On this day last year, the Artemis I rocket and spacecraft lit up the sky and embarked on the revolutionary mission to the Moon and back. The first integrated flight test of the rocket and spacecraft continued for 25.5 days, validating NASA’s deep exploration systems and setting the stage for humanity’s return to the lunar surface.

NASA’s Space Launch System rocket carrying the Orion spacecraft launches on the Artemis I flight test, Wednesday, Nov. 16, 2022, from Launch Complex 39B at NASA’s Kennedy Space Center in Florida. The ignition of the boosters fill the image with a bright golden glow. The night sky is black in the background. Credit: NASA/Joel Kowsky

On Nov. 16, 2022, the Space Launch System (SLS) rocket met or exceeded all expectations during its debut launch on Artemis I. The twin solid rocket booster motors responsible for producing more than 7 million pounds of thrust at liftoff reached their performance target, helping SLS and the Orion spacecraft reach a speed of about 4,000 mph in just over two minutes before the boosters separated.

The interior of the Orion spacecraft, bathed in a soft blue light. The back of Commander Moonikin Campos’ head can be seen from behind the commander’s seat. He is wearing an orange Orion Crew Survival System spacesuit and is facing the display of the Callisto payload, Lockheed Martin’s technology demonstration in collaboration with Amazon and Cisco. A Snoopy doll can be seen floating in the background. Credit: NASA

Quite a few payloads caught a ride aboard the Orion spacecraft on the Artemis I mission: In addition to a number of small scientific satellites called CubeSats, a manikin named Commander Moonikin Campos sat in the commander’s seat. A Snoopy doll served as a zero-gravity indicator — something that floats inside the spacecraft to demonstrate microgravity.

On flight day 13 of the Artemis I mission, Orion captured this view of Earth and the Moon on either sides of one of the spacecraft’s four solar arrays. The spacecraft is white and gray and stands out against the blackness of space. Credit: NASA

During the mission, Orion performed two lunar flybys, coming within 80 miles of the lunar surface. At its farthest distance during the mission, Orion traveled nearly 270,000 miles from our home planet, more than 1,000 times farther than where the International Space Station orbits Earth. This surpassed the record for distance traveled by a spacecraft designed to carry humans, previously set during Apollo 13.

After splashing down at 12:40 p.m.
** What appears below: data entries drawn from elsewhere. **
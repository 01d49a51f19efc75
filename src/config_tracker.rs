//! # Multichain Config Tracker
//!
//! One logical OCR instance spans every chain in the liquidity graph. Each chain's
//! liquidity manager emits its own `ConfigSet` event; this tracker reads the master
//! chain's event, pulls the matching events from every follower chain at the same
//! block height and folds them into a single [`ContractConfig`] through an injected
//! [`CombinerFn`].
//!
//! Construction goes through [`MultichainConfigTrackerBuilder`]: it walks the
//! manager graph from the master contract, checks that every chain with a log
//! poller has exactly one manager, and registers a `ConfigSet` filter per chain.
//! Misconfiguration fails the build and is never degraded at runtime.

use std::collections::{BTreeMap, VecDeque};
use std::sync::Arc;

use anyhow::{Context, Result};
use async_trait::async_trait;
use ethers::contract::EthEvent;
use ethers::types::H256;
use log::{debug, info};
use thiserror::Error;

use crate::contracts::ConfigSetFilter;
use crate::liquidity_manager::LiquidityManagerFactory;
use crate::log_poller::{LogFilter, LogPoller, LogPollerLog};
use crate::models::{Address, NetworkSelector};
use crate::ocr3::{ConfigDetails, ContractConfig, ContractConfigTracker};

/// Folds the master config and the follower configs (in ascending network order)
/// into the config the OCR runtime runs with.
pub type CombinerFn =
    Arc<dyn Fn(ContractConfig, Vec<ContractConfig>) -> Result<ContractConfig> + Send + Sync>;

#[derive(Debug, Error, PartialEq, Eq)]
pub enum ConfigTrackerError {
    #[error("master chain {0} has no log poller")]
    MissingMasterLogPoller(NetworkSelector),
    #[error("master chain and address are required")]
    MissingMaster,
    #[error("combiner function is required")]
    MissingCombiner,
    #[error("liquidity manager factory is required")]
    MissingFactory,
    #[error("{log_pollers} chains have log pollers but {managers} liquidity managers were discovered")]
    ChainCountMismatch { log_pollers: usize, managers: usize },
    #[error("network {network} has more than one liquidity manager ({first:?}, {second:?})")]
    DuplicateManager {
        network: NetworkSelector,
        first: Address,
        second: Address,
    },
    #[error("no log poller for discovered network {0}")]
    UnknownChain(NetworkSelector),
    #[error("no ConfigSet log on network {network} at block {block}")]
    MissingLog { network: NetworkSelector, block: u64 },
    #[error("decode ConfigSet log on network {network}: {reason}")]
    Decode {
        network: NetworkSelector,
        reason: String,
    },
    #[error("follower config #{follower} has {got} transmitters, master has {expected}")]
    TransmitterCountMismatch {
        follower: usize,
        expected: usize,
        got: usize,
    },
}

/// Name of the log filter registered on every tracked chain.
pub fn config_set_filter_name(network: NetworkSelector, address: Address) -> String {
    format!("rebalancer-config-set-{}-{:?}", network, address)
}

/// Topic0 of the liquidity manager's `ConfigSet` event.
pub fn config_set_event_sig() -> H256 {
    ConfigSetFilter::signature()
}

/// Decodes a `ConfigSet` log into the OCR config it announces.
pub fn decode_config_set(network: NetworkSelector, log: &LogPollerLog) -> Result<ContractConfig> {
    let event = <ConfigSetFilter as EthEvent>::decode_log(&log.to_raw_log()).map_err(|e| {
        ConfigTrackerError::Decode {
            network,
            reason: e.to_string(),
        }
    })?;

    Ok(ContractConfig {
        config_digest: H256::from(event.config_digest),
        config_count: event.config_count,
        signers: event.signers.iter().map(|s| s.as_bytes().to_vec()).collect(),
        transmitters: event
            .transmitters
            .iter()
            .map(|t| format!("{:?}", t))
            .collect(),
        f: event.f,
        onchain_config: event.onchain_config.to_vec(),
        offchain_config_version: event.offchain_config_version,
        offchain_config: event.offchain_config.to_vec(),
    })
}

/// Stock combiner: signers, threshold and digest come from the master; each
/// oracle's transmitter becomes its master transmitter followed by its transmitter
/// on every follower chain, comma separated.
pub fn combine_transmitters(
    master: ContractConfig,
    followers: Vec<ContractConfig>,
) -> Result<ContractConfig> {
    let expected = master.transmitters.len();
    for (i, follower) in followers.iter().enumerate() {
        if follower.transmitters.len() != expected {
            return Err(ConfigTrackerError::TransmitterCountMismatch {
                follower: i,
                expected,
                got: follower.transmitters.len(),
            }
            .into());
        }
    }

    let transmitters = (0..expected)
        .map(|i| {
            std::iter::once(master.transmitters[i].as_str())
                .chain(followers.iter().map(|f| f.transmitters[i].as_str()))
                .collect::<Vec<_>>()
                .join(",")
        })
        .collect();

    Ok(ContractConfig {
        transmitters,
        ..master
    })
}

pub struct MultichainConfigTracker {
    master_chain: NetworkSelector,
    log_pollers: BTreeMap<NetworkSelector, Arc<dyn LogPoller>>,
    managers: BTreeMap<NetworkSelector, Address>,
    combiner: CombinerFn,
    lm_factory: Arc<dyn LiquidityManagerFactory>,
    confirmations: u64,
}

#[derive(Default)]
pub struct MultichainConfigTrackerBuilder {
    master: Option<(NetworkSelector, Address)>,
    log_pollers: BTreeMap<NetworkSelector, Arc<dyn LogPoller>>,
    combiner: Option<CombinerFn>,
    lm_factory: Option<Arc<dyn LiquidityManagerFactory>>,
    confirmations: u64,
}

impl MultichainConfigTrackerBuilder {
    pub fn new() -> Self {
        Self::default()
    }

    pub fn master(mut self, network: NetworkSelector, address: Address) -> Self {
        self.master = Some((network, address));
        self
    }

    pub fn log_poller(mut self, network: NetworkSelector, poller: Arc<dyn LogPoller>) -> Self {
        self.log_pollers.insert(network, poller);
        self
    }

    pub fn combiner(mut self, combiner: CombinerFn) -> Self {
        self.combiner = Some(combiner);
        self
    }

    pub fn liquidity_manager_factory(mut self, factory: Arc<dyn LiquidityManagerFactory>) -> Self {
        self.lm_factory = Some(factory);
        self
    }

    pub fn confirmations(mut self, confirmations: u64) -> Self {
        self.confirmations = confirmations;
        self
    }

    pub async fn build(self) -> Result<MultichainConfigTracker> {
        let (master_chain, master_address) = self.master.ok_or(ConfigTrackerError::MissingMaster)?;
        if !self.log_pollers.contains_key(&master_chain) {
            return Err(ConfigTrackerError::MissingMasterLogPoller(master_chain).into());
        }
        let combiner = self.combiner.ok_or(ConfigTrackerError::MissingCombiner)?;
        let lm_factory = self.lm_factory.ok_or(ConfigTrackerError::MissingFactory)?;

        let managers = discover_managers(lm_factory.as_ref(), master_chain, master_address).await?;
        if managers.len() != self.log_pollers.len() {
            return Err(ConfigTrackerError::ChainCountMismatch {
                log_pollers: self.log_pollers.len(),
                managers: managers.len(),
            }
            .into());
        }

        let event_sig = config_set_event_sig();
        for (network, address) in &managers {
            let poller = self
                .log_pollers
                .get(network)
                .ok_or(ConfigTrackerError::UnknownChain(*network))?;
            poller
                .register_filter(LogFilter {
                    name: config_set_filter_name(*network, *address),
                    event_sigs: vec![event_sig],
                    addresses: vec![*address],
                })
                .await
                .with_context(|| format!("register ConfigSet filter on network {}", network))?;
        }

        info!(
            "📡 Config tracker ready: master {} + {} follower chains",
            master_chain,
            managers.len() - 1
        );

        Ok(MultichainConfigTracker {
            master_chain,
            log_pollers: self.log_pollers,
            managers,
            combiner,
            lm_factory,
            confirmations: self.confirmations,
        })
    }
}

/// Breadth-first walk over `get_liquidity_managers`, one manager per network.
async fn discover_managers(
    factory: &dyn LiquidityManagerFactory,
    master_chain: NetworkSelector,
    master_address: Address,
) -> Result<BTreeMap<NetworkSelector, Address>> {
    let mut managers = BTreeMap::new();
    let mut queue = VecDeque::new();
    managers.insert(master_chain, master_address);
    queue.push_back((master_chain, master_address));

    while let Some((network, address)) = queue.pop_front() {
        let lm = factory
            .new_liquidity_manager(network, address)
            .with_context(|| format!("get liquidity manager ({}, {:?})", network, address))?;
        let peers = lm
            .get_liquidity_managers()
            .await
            .with_context(|| format!("get liquidity managers ({}, {:?})", network, address))?;

        for (peer_network, peer_address) in peers {
            match managers.get(&peer_network) {
                Some(known) if *known == peer_address => {}
                Some(known) => {
                    return Err(ConfigTrackerError::DuplicateManager {
                        network: peer_network,
                        first: *known,
                        second: peer_address,
                    }
                    .into())
                }
                None => {
                    managers.insert(peer_network, peer_address);
                    queue.push_back((peer_network, peer_address));
                }
            }
        }
    }

    debug!("Config tracker discovered managers: {:?}", managers);
    Ok(managers)
}

impl MultichainConfigTracker {
    pub fn builder() -> MultichainConfigTrackerBuilder {
        MultichainConfigTrackerBuilder::new()
    }

    pub fn master_chain(&self) -> NetworkSelector {
        self.master_chain
    }

    /// Tracked `(network, liquidity manager)` pairs in network order.
    pub fn managers(&self) -> Vec<(NetworkSelector, Address)> {
        self.managers.iter().map(|(n, a)| (*n, *a)).collect()
    }

    fn poller(&self, network: NetworkSelector) -> Result<&Arc<dyn LogPoller>> {
        self.log_pollers
            .get(&network)
            .ok_or_else(|| ConfigTrackerError::UnknownChain(network).into())
    }

    fn manager(&self, network: NetworkSelector) -> Result<Address> {
        self.managers
            .get(&network)
            .copied()
            .ok_or_else(|| ConfigTrackerError::UnknownChain(network).into())
    }

    async fn config_at(&self, network: NetworkSelector, block: u64) -> Result<ContractConfig> {
        let address = self.manager(network)?;
        let logs = self
            .poller(network)?
            .logs(block, block, config_set_event_sig(), address)
            .await
            .with_context(|| format!("ConfigSet logs on network {} at block {}", network, block))?;
        let log = logs
            .last()
            .ok_or(ConfigTrackerError::MissingLog { network, block })?;
        decode_config_set(network, log)
    }

    pub async fn replay(&self, from_block: u64) -> Result<()> {
        self.replay_chain(self.master_chain, from_block).await
    }

    pub async fn replay_chain(&self, network: NetworkSelector, from_block: u64) -> Result<()> {
        self.poller(network)?
            .replay(from_block)
            .await
            .with_context(|| format!("replay network {} from block {}", network, from_block))
    }
}

#[async_trait]
impl ContractConfigTracker for MultichainConfigTracker {
    async fn latest_config_details(&self) -> Result<ConfigDetails> {
        let address = self.manager(self.master_chain)?;
        let latest = self
            .poller(self.master_chain)?
            .latest_log_by_event_sig_with_confs(config_set_event_sig(), address, self.confirmations)
            .await
            .with_context(|| format!("latest ConfigSet log on master {}", self.master_chain))?;

        match latest {
            Some(log) => {
                let config = decode_config_set(self.master_chain, &log)?;
                Ok(ConfigDetails {
                    changed_in_block: log.block_number,
                    config_digest: config.config_digest,
                })
            }
            None => {
                debug!(
                    "No ConfigSet log on master {} yet, asking the contract",
                    self.master_chain
                );
                let lm = self
                    .lm_factory
                    .new_liquidity_manager(self.master_chain, address)
                    .with_context(|| {
                        format!("get liquidity manager ({}, {:?})", self.master_chain, address)
                    })?;
                lm.get_latest_config_details()
                    .await
                    .context("latest config details from contract")
            }
        }
    }

    async fn latest_config(&self, changed_in_block: u64) -> Result<ContractConfig> {
        let master = self.config_at(self.master_chain, changed_in_block).await?;

        let mut followers = Vec::with_capacity(self.managers.len().saturating_sub(1));
        for network in self.managers.keys().filter(|n| **n != self.master_chain) {
            followers.push(self.config_at(*network, changed_in_block).await?);
        }

        (self.combiner)(master, followers).context("combine chain configs")
    }

    async fn latest_block_height(&self) -> Result<u64> {
        self.poller(self.master_chain)?.latest_block().await
    }
}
EST on Dec. 11, 2022, U.S. Navy divers help recover the Orion Spacecraft for the Artemis I mission. NASA, the Navy and other Department of Defense partners worked together to secure the spacecraft inside the well deck of USS Portland approximately five hours after Orion splashed down in the Pacific Ocean off the coast of California. Credit: NASA/Josh Valcarcel

The Orion spacecraft arrived back home to planet Earth on Dec. 11, 2022. During re-entry, Orion endured temperatures about half as hot as the surface of the Sun at about 5,000 degrees Fahrenheit. Within about 20 minutes, Orion slowed from nearly 25,000 mph to about 20 mph for its parachute-assisted splashdown.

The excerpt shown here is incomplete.